**What the task asks**. Return all lines of the data in which the string "crate" occurs.

**Entries provided**.
◆ ◆ ◆ ◆ ◆

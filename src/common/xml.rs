//! Streaming XML traversal for the package-based decoders.
//!
//! OOXML, OpenDocument and EPUB parts are walked with quick-xml. [`walk_xml`]
//! wraps the event loop so that every decoder gets the same treatment of
//! entity references, nesting limits and truncated documents, and only has
//! to react to element boundaries and text.

use crate::common::Result;
use crate::extract::DecodeContext;
use quick_xml::Reader;
use quick_xml::escape::resolve_html5_entity;
use quick_xml::events::{BytesStart, Event};

/// One step of an XML walk.
#[derive(Debug)]
pub enum XmlNode<'e> {
    /// Start tag of an element with content
    Open(&'e BytesStart<'e>),
    /// Self-closing element
    Empty(&'e BytesStart<'e>),
    /// End tag, given by local name
    Close(&'e [u8]),
    /// Character data with references resolved
    Text(&'e str),
}

/// Resolve the name of a character or entity reference (without `&` and
/// `;`). Besides the five XML entities, every HTML5 named reference is
/// accepted, since XHTML content documents routinely use them. Unknown names
/// resolve to `None`.
///
/// # Examples
///
/// ```
/// use textractor::common::xml::resolve_reference;
///
/// assert_eq!(resolve_reference("amp").as_deref(), Some("&"));
/// assert_eq!(resolve_reference("#x41").as_deref(), Some("A"));
/// assert_eq!(resolve_reference("#233").as_deref(), Some("é"));
/// assert_eq!(resolve_reference("mdash").as_deref(), Some("\u{2014}"));
/// assert_eq!(resolve_reference("iuml").as_deref(), Some("ï"));
/// assert_eq!(resolve_reference("bogus"), None);
/// ```
pub fn resolve_reference(name: &str) -> Option<String> {
    if let Some(number) = name.strip_prefix('#') {
        let code = match number.strip_prefix(|c: char| c == 'x' || c == 'X') {
            Some(hex) => u32::from_str_radix(hex, 16).ok()?,
            None => number.parse::<u32>().ok()?,
        };
        return char::from_u32(code).map(String::from);
    }

    resolve_html5_entity(name).map(str::to_string)
}

/// Replace references in raw attribute or text bytes.
///
/// Unknown or unterminated references are kept literally.
pub fn unescape(raw: &[u8]) -> String {
    let text = String::from_utf8_lossy(raw);
    if !text.contains('&') {
        return text.into_owned();
    }

    let mut out = String::with_capacity(text.len());
    let mut rest = text.as_ref();
    while let Some(start) = rest.find('&') {
        out.push_str(&rest[..start]);
        let candidate = &rest[start + 1..];
        match candidate.find(';') {
            Some(end) if end > 0 && end <= 32 => {
                match resolve_reference(&candidate[..end]) {
                    Some(resolved) => out.push_str(&resolved),
                    None => out.push_str(&rest[start..start + end + 2]),
                }
                rest = &candidate[end + 1..];
            },
            _ => {
                out.push('&');
                rest = candidate;
            },
        }
    }
    out.push_str(rest);
    out
}

/// Value of the attribute whose qualified name is `key` (e.g. `r:id`).
pub fn attribute(element: &BytesStart<'_>, key: &[u8]) -> Option<String> {
    element
        .attributes()
        .flatten()
        .find(|attr| attr.key.as_ref() == key)
        .map(|attr| unescape(&attr.value))
}

/// Value of the first attribute whose local name is `local`, whatever its
/// namespace prefix.
pub fn local_attribute(element: &BytesStart<'_>, local: &[u8]) -> Option<String> {
    element
        .attributes()
        .flatten()
        .find(|attr| attr.key.local_name().as_ref() == local)
        .map(|attr| unescape(&attr.value))
}

/// Hides the subtrees rooted at selected elements from a walk.
///
/// Feed every node to [`skips`](Self::skips) and ignore the node when it
/// returns `true`.
#[derive(Debug, Default)]
pub struct SubtreeFilter {
    depth: usize,
}

impl SubtreeFilter {
    /// Whether `node` belongs to a hidden subtree. `hidden` receives the local
    /// name of each element outside hidden subtrees.
    pub fn skips(&mut self, node: &XmlNode<'_>, hidden: impl Fn(&[u8]) -> bool) -> bool {
        match node {
            XmlNode::Open(e) => {
                if self.depth > 0 || hidden(e.local_name().as_ref()) {
                    self.depth += 1;
                    return true;
                }
                false
            },
            XmlNode::Empty(e) => self.depth > 0 || hidden(e.local_name().as_ref()),
            XmlNode::Close(_) => {
                if self.depth > 0 {
                    self.depth -= 1;
                    return true;
                }
                false
            },
            XmlNode::Text(_) => self.depth > 0,
        }
    }
}

/// Walk `xml`, calling `visit` for each element boundary and text run.
///
/// Fails with `MalformedDocument` on syntax errors, mismatched end tags and
/// elements left open at the end of the input, and with `LimitExceeded` when
/// nesting goes deeper than the configured limit.
pub fn walk_xml<F>(xml: &[u8], ctx: &DecodeContext<'_>, mut visit: F) -> Result<()>
where
    F: FnMut(XmlNode<'_>) -> Result<()>,
{
    let mut reader = Reader::from_reader(xml);
    reader.config_mut().trim_text(false);

    let mut buf = Vec::with_capacity(1024); // Reusable buffer
    let mut depth = 0usize;

    loop {
        match reader.read_event_into(&mut buf) {
            Ok(Event::Start(e)) => {
                depth += 1;
                ctx.check_depth(depth)?;
                visit(XmlNode::Open(&e))?;
            },
            Ok(Event::Empty(e)) => visit(XmlNode::Empty(&e))?,
            Ok(Event::End(e)) => {
                depth = depth.saturating_sub(1);
                visit(XmlNode::Close(e.local_name().as_ref()))?;
            },
            Ok(Event::Text(e)) => {
                let text = String::from_utf8_lossy(e.as_ref());
                visit(XmlNode::Text(&text))?;
            },
            Ok(Event::CData(e)) => {
                let text = String::from_utf8_lossy(e.as_ref());
                visit(XmlNode::Text(&text))?;
            },
            Ok(Event::GeneralRef(e)) => {
                let name = String::from_utf8_lossy(e.as_ref());
                match resolve_reference(&name) {
                    Some(resolved) => visit(XmlNode::Text(&resolved))?,
                    // Entities declared in a DTD are not expanded
                    None => visit(XmlNode::Text(&format!("&{};", name)))?,
                }
            },
            Ok(Event::Eof) => break,
            Err(e) => {
                return Err(ctx.malformed(format!(
                    "XML error at byte {}: {}",
                    reader.error_position(),
                    e
                )));
            },
            _ => {},
        }
        buf.clear();
    }

    if depth != 0 {
        return Err(ctx.malformed("XML ends inside an open element"));
    }

    Ok(())
}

◆ ◆ ◆ ◆ ◆

**Written solution**.
use crate::common::Result;
use crate::extract::DecodeContext;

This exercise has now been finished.